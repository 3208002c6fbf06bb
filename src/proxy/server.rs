//! actix-web routes for the download proxy.
//!
//! `GET /api/download/{url}` is the authenticated route the page uses. The
//! unauthenticated `/api/imageDownload` variants are mounted only when
//! [`ProxyConfig::public_routes`] is set.

use actix_web::{
    http::{header, StatusCode},
    middleware, web, App, HttpRequest, HttpResponse, HttpServer, ResponseError,
};
use serde_json::json;
use thiserror::Error;

use crate::{
    config::ProxyConfig,
    error::GenPixError,
    models::ImageDataRequest,
    proxy::fetcher::{decode_path_segment, with_https_scheme, ProxyFetcher},
};

pub const ERROR_TAG: &str = "DOWNLOADS_ERROR";
pub const SESSION_COOKIE: &str = "__session";

const DOWNLOAD_PREFIX: &str = "/api/download";
const PUBLIC_PREFIX: &str = "/api/imageDownload";

pub struct ProxyState {
    pub fetcher: ProxyFetcher,
    pub config: ProxyConfig,
}

impl ProxyState {
    pub fn new(config: ProxyConfig) -> crate::Result<Self> {
        Ok(Self {
            fetcher: ProxyFetcher::new(config.upstream_timeout())?,
            config,
        })
    }
}

#[derive(Debug, Error)]
pub enum ProxyError {
    #[error("Unauthorized")]
    Unauthorized,
    #[error("{0}")]
    MissingUrl(&'static str),
    #[error("Internal Error")]
    Internal(GenPixError),
}

impl ProxyError {
    /// An empty tail is a 400. A tail that fails to decode is a 500.
    fn from_path(err: GenPixError) -> Self {
        match err {
            GenPixError::ValidationError(_) => ProxyError::MissingUrl("Image URL is required"),
            other => ProxyError::Internal(other),
        }
    }
}

impl ResponseError for ProxyError {
    fn status_code(&self) -> StatusCode {
        match self {
            ProxyError::Unauthorized => StatusCode::UNAUTHORIZED,
            ProxyError::MissingUrl(_) => StatusCode::BAD_REQUEST,
            ProxyError::Internal(_) => StatusCode::INTERNAL_SERVER_ERROR,
        }
    }

    fn error_response(&self) -> HttpResponse {
        HttpResponse::build(self.status_code())
            .content_type("text/plain; charset=utf-8")
            .body(self.to_string())
    }
}

/// Logs a failed proxy request under [`ERROR_TAG`] and hands it back.
fn logged(err: ProxyError) -> ProxyError {
    match &err {
        ProxyError::Internal(cause) => log::error!("{} {}", ERROR_TAG, cause),
        other => log::warn!("{} {}", ERROR_TAG, other),
    }
    err
}

pub fn session_token(req: &HttpRequest) -> Option<String> {
    let bearer = req
        .headers()
        .get(header::AUTHORIZATION)
        .and_then(|value| value.to_str().ok())
        .and_then(|value| value.strip_prefix("Bearer "))
        .map(|token| token.trim().to_string());

    bearer.or_else(|| req.cookie(SESSION_COOKIE).map(|c| c.value().to_string()))
}

/// Raw path tail after `prefix`, with the query string re-attached.
fn path_tail(req: &HttpRequest, prefix: &str) -> String {
    let tail = req
        .uri()
        .path()
        .strip_prefix(prefix)
        .unwrap_or_default()
        .trim_start_matches('/');
    match req.uri().query() {
        Some(query) if !tail.is_empty() => format!("{}?{}", tail, query),
        _ => tail.to_string(),
    }
}

async fn proxy_response(state: &ProxyState, url: &str) -> Result<HttpResponse, ProxyError> {
    let encoded = state
        .fetcher
        .fetch_base64(url)
        .await
        .map_err(|e| logged(ProxyError::Internal(e)))?;
    Ok(HttpResponse::Ok().json(encoded))
}

pub async fn download(
    req: HttpRequest,
    state: web::Data<ProxyState>,
) -> Result<HttpResponse, ProxyError> {
    let authorized = session_token(&req).map_or(false, |token| state.config.accepts(&token));
    if !authorized {
        return Err(logged(ProxyError::Unauthorized));
    }

    let url = decode_path_segment(&path_tail(&req, DOWNLOAD_PREFIX))
        .map_err(|e| logged(ProxyError::from_path(e)))?;

    log::info!("⬇️  Proxying {}", url);
    proxy_response(&state, &url).await
}

pub async fn public_download(
    req: HttpRequest,
    state: web::Data<ProxyState>,
) -> Result<HttpResponse, ProxyError> {
    let segment = decode_path_segment(&path_tail(&req, PUBLIC_PREFIX))
        .map_err(|e| logged(ProxyError::from_path(e)))?;
    let url = with_https_scheme(&segment);

    log::info!("⬇️  Proxying {} (public)", url);
    proxy_response(&state, &url).await
}

pub async fn public_download_body(
    body: web::Json<ImageDataRequest>,
    state: web::Data<ProxyState>,
) -> Result<HttpResponse, ProxyError> {
    let url = body
        .into_inner()
        .image_data_url
        .filter(|url| !url.trim().is_empty())
        .ok_or_else(|| logged(ProxyError::MissingUrl("URL is required.")))?;

    log::info!("⬇️  Proxying {} (public, body)", url);
    proxy_response(&state, &url).await
}

pub async fn health() -> HttpResponse {
    HttpResponse::Ok().json(json!({ "status": "ok" }))
}

/// Registers the proxy routes. The state must be added as app data.
pub fn configure(cfg: &mut web::ServiceConfig, public_routes: bool) {
    cfg.app_data(web::JsonConfig::default().error_handler(|err, _req| {
        log::warn!("{} {}", ERROR_TAG, err);
        ProxyError::MissingUrl("URL is required.").into()
    }))
    .route("/health", web::get().to(health))
    .route(DOWNLOAD_PREFIX, web::get().to(download))
    .route("/api/download/{url:.*}", web::get().to(download));

    if public_routes {
        cfg.route(PUBLIC_PREFIX, web::post().to(public_download_body))
            .route("/api/imageDownload/{url:.*}", web::get().to(public_download));
    }
}

pub async fn run(config: ProxyConfig) -> std::io::Result<()> {
    let address = config.bind_address();
    let public_routes = config.public_routes;
    let state = web::Data::new(
        ProxyState::new(config)
            .map_err(|e| std::io::Error::new(std::io::ErrorKind::Other, e.to_string()))?,
    );

    if public_routes {
        log::warn!("⚠️  Unauthenticated download routes are enabled");
    }
    log::info!("🌐 Download proxy listening on http://{}", address);

    HttpServer::new(move || {
        App::new()
            .app_data(state.clone())
            .wrap(middleware::Logger::default())
            .configure(|cfg| configure(cfg, public_routes))
    })
    .bind(address)?
    .run()
    .await
}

###

Copy the lines of the entries above that mention "query".

/// Raw path tail after `prefix`, with the query string re-attached.
    match req.uri().query() {
        Some(query) if !tail.is_empty() => format!("{}?{}", tail, query),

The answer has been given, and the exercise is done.